E-commerce ganhará novas regras

Senado discute a regulamentação do comércio eletrônico sobre prováveis atualizações no Código de Defesa do Consumidor. Devido às mudanças nas relações de consumo nos últimos anos com o advento da internet resultaram na proposta de atualização do Código de Defesa do Consumidor (CDC).
Regulamentação do comércio eletrônico, a proibição de publicidades que levam o comprador ao superendividamento, como anúncios de venda “sem juros” ou com “taxa zero de juros” em financiamentos, e a facilitação dos mecanismos conciliatórios para o consumidor honrar suas dívidas, são assuntos que não foram discutidos pelo código na época de sua criação, em 1990.
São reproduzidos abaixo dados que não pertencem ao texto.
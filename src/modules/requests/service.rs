use anyhow::Context;
use sqlx::PgPool;
use tracing::instrument;
use uuid::Uuid;

use crate::utils::errors::AppError;

use super::model::{CreateRequestDto, Request, RequestOwnerRow, RequestStatus, RequestWithOwner};

const REQUEST_WITH_OWNER: &str = r#"
    SELECT r.*, u.name AS owner_name, u.email AS owner_email, u.user_type AS owner_type
    FROM requests r
    JOIN users u ON u.id = r.user_id
"#;

pub struct RequestService;

impl RequestService {
    #[instrument(skip(db, dto))]
    pub async fn create(
        db: &PgPool,
        owner_id: Uuid,
        dto: CreateRequestDto,
    ) -> Result<Request, AppError> {
        let request = sqlx::query_as::<_, Request>(
            r#"
            INSERT INTO requests (user_id, title, description, price, category, location)
            VALUES ($1, $2, $3, $4, $5, $6)
            RETURNING *
            "#,
        )
        .bind(owner_id)
        .bind(&dto.title)
        .bind(&dto.description)
        .bind(dto.price)
        .bind(dto.category.as_deref().unwrap_or("general"))
        .bind(dto.location.as_deref().unwrap_or(""))
        .fetch_one(db)
        .await
        .context("Failed to insert request")
        .map_err(AppError::database)?;

        Ok(request)
    }

    #[instrument(skip(db))]
    pub async fn list_owned(db: &PgPool, owner_id: Uuid) -> Result<Vec<Request>, AppError> {
        let requests = sqlx::query_as::<_, Request>(
            "SELECT * FROM requests WHERE user_id = $1 ORDER BY created_at DESC",
        )
        .bind(owner_id)
        .fetch_all(db)
        .await
        .context("Failed to fetch owned requests")
        .map_err(AppError::database)?;

        Ok(requests)
    }

    #[instrument(skip(db))]
    pub async fn list_all(db: &PgPool) -> Result<Vec<RequestWithOwner>, AppError> {
        let rows = sqlx::query_as::<_, RequestOwnerRow>(&format!(
            "{} ORDER BY r.created_at DESC",
            REQUEST_WITH_OWNER
        ))
        .fetch_all(db)
        .await
        .context("Failed to fetch requests")
        .map_err(AppError::database)?;

        Ok(rows.into_iter().map(RequestWithOwner::from).collect())
    }

    /// Fetch a request and mark it accepted, the peer-acceptance flow.
    #[instrument(skip(db))]
    pub async fn accept(db: &PgPool, id: Uuid) -> Result<RequestWithOwner, AppError> {
        let updated = sqlx::query_as::<_, Request>(
            r#"
            UPDATE requests
            SET status = $1, updated_at = NOW()
            WHERE id = $2
            RETURNING *
            "#,
        )
        .bind(RequestStatus::Accepted)
        .bind(id)
        .fetch_optional(db)
        .await
        .context("Failed to accept request")
        .map_err(AppError::database)?
        .ok_or_else(|| AppError::not_found(anyhow::anyhow!("Request not found")))?;

        let row = sqlx::query_as::<_, RequestOwnerRow>(&format!(
            "{} WHERE r.id = $1",
            REQUEST_WITH_OWNER
        ))
        .bind(updated.id)
        .fetch_one(db)
        .await
        .context("Failed to fetch accepted request")
        .map_err(AppError::database)?;

        Ok(RequestWithOwner::from(row))
    }
}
Cidades como Porto Alegre, Rio de Janeiro, Belo Horizonte, Cuiabá e Recife já receberam a comissão de juristas formada pelo Senado para debater as propostas de atualização do Código de Defesa do Consumidor (CDC).

A comissão especial já entregou ao Senado as propostas preliminares para revisão do CDC. Os textos foram elaborados a partir de sugestões de vários setores da sociedade, incluindo prestadores de serviços, órgãos de defesa do consumidor, juízes, defensores públicos e os próprios consumidores.

Cláudia Lima Marques, relatora-geral da proposta na comissão, disse que a intenção não é mudar o código atual, mas atualizá-lo e adaptá-lo a novas tecnologias e a fenômenos recentes. Uma das preocupações dos juristas é em relação à segurança no comércio eletrônico, principalmente nas questões de prazos de entrega e devolução de produtos. As propostas em curso tratam também de garantias de segurança, privacidade e confidencialidade de dados do consumidor em qualquer operação realizada por meio eletrônico.

Outro ponto é o envio de spams, considerado pela comissão um recurso de uso abusivo e que pode passar a sofrer sanções administrativas. A proposta em elaboração oferecerá também mais informação e transparência sobre crédito consignado, direito de arrependimento, entre outros aspectos de financiamentos e vendas a prazo. Os especialistas concordam que com as novas regras propostas o consumidor ficará mais amparado.